Authors: Austin Bow, Steven Newby, Rebecca Rifkin, Bailey K. Jackson, Alicia Matavosian, Christopher Griffin, William King, Karrer Alghazali, Anwer Mhannawee, Stuart B. Berryhill, Roy Morello, Silke Hecht, Alexandru S. Biris, David E. Anderson, Shawn E. Bourdo, Madhu Dhar
Publication: ACS Appl. Bio Mater. 2019, 2, 5, 1815-1829
The complex dynamic nature of bone tissue presents a unique challenge for developing optimal biomaterials within the field of bone tissue engineering. Materials based on biological and physiological characteristics of natural bone have shown promise for inducing and promoting effective bone repair. Design of multicomposite scaffolds that incorporate both malleable and hard mineral components allows for intricate structures with nano- and macrosized mineral components to provide architectural elements that promote osteogenesis.
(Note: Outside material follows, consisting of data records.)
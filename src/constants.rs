/// Number of cards in standard deck
pub const CARD_COUNT: u8 = 52;

/// Number of ranks in a standard deck
/// (2 -> A)
pub const RANK_COUNT: u8 = 13;

/// Number of suits in a standard deck
pub const SUIT_COUNT: u8 = 4;

/// Number of community cards on a complete board
pub const BOARD_CARDS: usize = 5;

/// Number of private cards in a holdem hand
pub const HAND_CARDS: usize = 2;

/// u8 rank to char table
pub const RANK_TO_CHAR: &[char; 13] = &[
    '2', '3', '4', '5', '6', '7', '8', '9', 'T', 'J', 'Q', 'K', 'A',
];

/// u8 suit to char table
///
/// Suit order doubles as the canonical tiebreak order:
/// clubs < diamonds < hearts < spades
pub static SUIT_TO_CHAR: &[char; 4] = &['c', 'd', 'h', 's'];
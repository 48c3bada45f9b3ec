/// # Postflop Buckets
/// A texas holdem equity abstraction library
///
/// Estimates hand equity against a random opponent via monte carlo
/// rollouts and clusters many such estimates per street into a small
/// set of representative buckets.
///
/// ## Equity Estimation
///
/// ```
/// use postflop_buckets::card::{Card, DECK};
/// use postflop_buckets::equity::equity_vs_random;
/// use rand::rngs::SmallRng;
/// use rand::SeedableRng;
///
/// let hero: Vec<Card> = vec!["As".parse().unwrap(), "Ah".parse().unwrap()];
/// let mut rng = SmallRng::seed_from_u64(1);
/// let est = equity_vs_random(&hero, &[], &DECK[..], 500, &mut rng).unwrap();
/// assert!(est.mean > 0.5);
/// ```
///
/// ## Bucket Construction
///
/// ```no_run
/// use postflop_buckets::bucketing::{build_buckets, Street};
///
/// let centers = build_buckets(Street::Flop, 25000, 800, 400, 4, 1337).unwrap();
/// assert!(centers.len() <= 400);
/// ```

#[macro_use]
extern crate lazy_static;
extern crate crossbeam;
extern crate rand;
extern crate serde;
extern crate serde_json;

pub mod bucketing;
pub mod card;
pub mod constants;
pub mod equity;
pub mod hand_evaluator;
The examined S-1 and S-2 scaffolds are multilayered constructs which differ only in the compositional ratio of nanohydroxyapatite (nHA) and decellularized bone particles (DBPs). The constructs incorporated previously studied nHA/polyurethane films interspersed with macrosized bone DBPs to stimulate integration with native tissue and induce osteogenic activity. In vitro assessment of cytocompatibility and osteostimulatory characteristics indicated that the scaffolds did not negatively impact cell health and demonstrated osteogenic effects. When the constructs were implanted in vivo, in a rat tibial defect model, the biocompatibility and osteogenic impact were confirmed. Material-treated defects were observed to not induce negative tissue reactions and, in those treated with S-1 scaffolds, exhibited greater levels of new bone formation. These results indicate that, while both scaffold designs were biocompatible, S-1 constructs demonstrate more effective biologically relevant nano-/macromineral architectural elements.